MPEing is a mix of fishing, foraging (i.e. hunting edible wild plants), rockhounding, Indian artifact hunting, scrapping, and metal detecting. I don’t do hunting, trapping, or photography, but these would fit in as well.
A FEW NOTES
MPEing has its own special Bible verse: “A lazy man won’t even dress the game he gets while hunting, but the diligent man makes good use of everything he finds.” Proverbs 12:29 TLB (The Living Bible).
I am not a photographer. To find photos of the things mentioned in the following pages, go to Google images and type in poke, stigmaria, redear sunfish, or whatever you want to see. You will find very good photos of each item.
A note on change: it happens. Many of the sites I describe in the following chapters may undergo changes. Level B roads may be changed by heavy equipment, riprap may silt in and not be as good for spawning catfish. How will change affect MPEing in the future? Hard to say. On the other hand, new opportunities do arise. Keep exploring. Keep your eyes open. It was never my intention that you rely on the specific sites about which I have written. Use what I have written as a place to start. Be opportunistic and adapt to the inevitable changes.
Note on Geologic time: on the next page, you will find a Geologic Time Chart. There are various forms of Creationism and various ideas concerning evolution out there. You do not have to agree with the following time chart, but if you want to have any idea what’s going on in geology, you do have to know about it.
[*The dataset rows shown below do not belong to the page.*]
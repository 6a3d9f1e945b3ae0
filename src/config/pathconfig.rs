use std::{env, path::PathBuf};

use directories::ProjectDirs;
use lazy_static::lazy_static;
lazy_static! {
    pub static ref PROJECT_NAME: String = env!("CARGO_CRATE_NAME").to_uppercase().to_string();
    pub static ref DATA_FOLDER: Option<PathBuf> =
        env::var(format!("{}_DATA", PROJECT_NAME.clone()))
            .ok()
            .map(PathBuf::from);
    pub static ref CONFIG_FOLDER: Option<PathBuf> =
        env::var(format!("{}_CONFIG", PROJECT_NAME.clone()))
            .ok()
            .map(PathBuf::from);
}

pub struct PathConfig {
    pub data: PathBuf,
    /// None if user config files should be ignored
    pub config: Option<PathBuf>,
}

/// Path priority:
/// 1. Path specified via --data or --config
/// 2. Environment variable set via PLAYCTL_DATA or PLAYCTL_CONFIG
/// 3. XDG paths
/// 4. ./.data and ./.config
impl PathConfig {
    pub fn get_data_dir() -> PathBuf {
        if let Some(s) = DATA_FOLDER.clone() {
            s
        } else if let Some(proj_dirs) = Self::project_directory() {
            proj_dirs.data_local_dir().to_path_buf()
        } else {
            PathBuf::from(".").join(".data")
        }
    }

    pub fn get_config_dir() -> PathBuf {
        if let Some(s) = CONFIG_FOLDER.clone() {
            s
        } else if let Some(proj_dirs) = Self::project_directory() {
            proj_dirs.config_local_dir().to_path_buf()
        } else {
            PathBuf::from(".").join(".config")
        }
    }
    fn project_directory() -> Option<ProjectDirs> {
        ProjectDirs::from("ch", "skew", env!("CARGO_PKG_NAME"))
    }
    pub fn new(data_str: Option<String>, config_str: Option<String>, no_config: bool) -> Self {
        let data = if let Some(p) = data_str {
            PathBuf::from(p)
        } else {
            Self::get_data_dir()
        };
        let config = if no_config {
            None
        } else if let Some(p) = config_str {
            Some(PathBuf::from(p))
        } else {
            Some(Self::get_config_dir())
        };
        Self { data, config }
    }
}
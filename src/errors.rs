use color_eyre::Result;

use crate::logging::LOG_FILE;

fn bug_report_hint() -> String {
    format!(
        "This is a bug. Consider reporting it to the {} maintainers along with {} from the data \
         directory.",
        env!("CARGO_PKG_NAME"),
        LOG_FILE.as_str()
    )
}

pub fn init() -> Result<()> {
    let (panic_hook, eyre_hook) = color_eyre::config::HookBuilder::default()
        .panic_section(bug_report_hint())
        .capture_span_trace_by_default(false)
        .display_location_section(false)
        .display_env_section(false)
        .into_hooks();
    eyre_hook.install()?;
    std::panic::set_hook(Box::new(move |panic_info| {
        #[cfg(not(debug_assertions))]
        {
            use human_panic::{handle_dump, metadata, print_msg};
            let metadata = metadata!();
            let file_path = handle_dump(&metadata, panic_info);
            // prints human-panic message
            print_msg(file_path, &metadata)
                .expect("human-panic: printing error message to console failed");
            eprintln!("{}", panic_hook.panic_report(panic_info)); // prints color-eyre stack trace to stderr
        }
        let msg = format!("{}", panic_hook.panic_report(panic_info));
        tracing::error!("Error: {}", strip_ansi_escapes::strip_str(msg));

        #[cfg(debug_assertions)]
        {
            // Better Panic stacktrace that is only enabled when debugging.
            better_panic::Settings::auto()
                .most_recent_first(false)
                .lineno_suffix(true)
                .verbosity(better_panic::Verbosity::Full)
                .create_panic_handler()(panic_info);
        }

        std::process::exit(libc::EXIT_FAILURE);
    }));
    Ok(())
}

#[cfg(test)]
mod tests {
    use super::*;

    #[test]
    fn test_bug_report_hint_names_log_file() {
        let hint = bug_report_hint();
        assert!(hint.contains(env!("CARGO_PKG_NAME")));
        assert!(hint.contains(LOG_FILE.as_str()));
        assert!(!hint.contains(" at "));
    }
}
If you prefer, substitute the word “strata” (layers) for periods or eras.
Finally, (and this is important!) every activity mentioned here has its dangers. Out-of-the-way places are attractive to people who are up to no good, as well as to people out MPEing. Creeks can have quicksand, or places where sandbars drop off into deep water, and the sand can give way, trapping you in sand and deep water. There are poisonous plants that look similar to some of the edible ones. But what we’re talking about is a whole lifestyle of adventure…real adventures, accessible to anyone. A certain amount of danger is an integral part of adventure. Courting danger, however, is a surefire way to cut your life of adventure short. Don’t live in fear, but live to play another day. And remember, there is safety in numbers, take a buddy along in your MPEs.
GEOLOGIC TIME CHART:
Geologic Time, oldest to newest
Precambrian 4 ½ billion to ½ billion years ago
Paleozoic Era (Ancient Life) .5 billion to 245 million years ago
Pennsylvanian Period about 325 to 290 million years ago
(All bedrock exposures in Warren County date to Pennsylvanian Period.)
Mesozoic Era(Age of Dinosaurs) 245 to 65 million years ago
None in Warren County
Cenozoic Era (Recent Life)
Then, a few million years of:
Yadda, Yadda, Yadda—stuff not needed for study of Warren County geology.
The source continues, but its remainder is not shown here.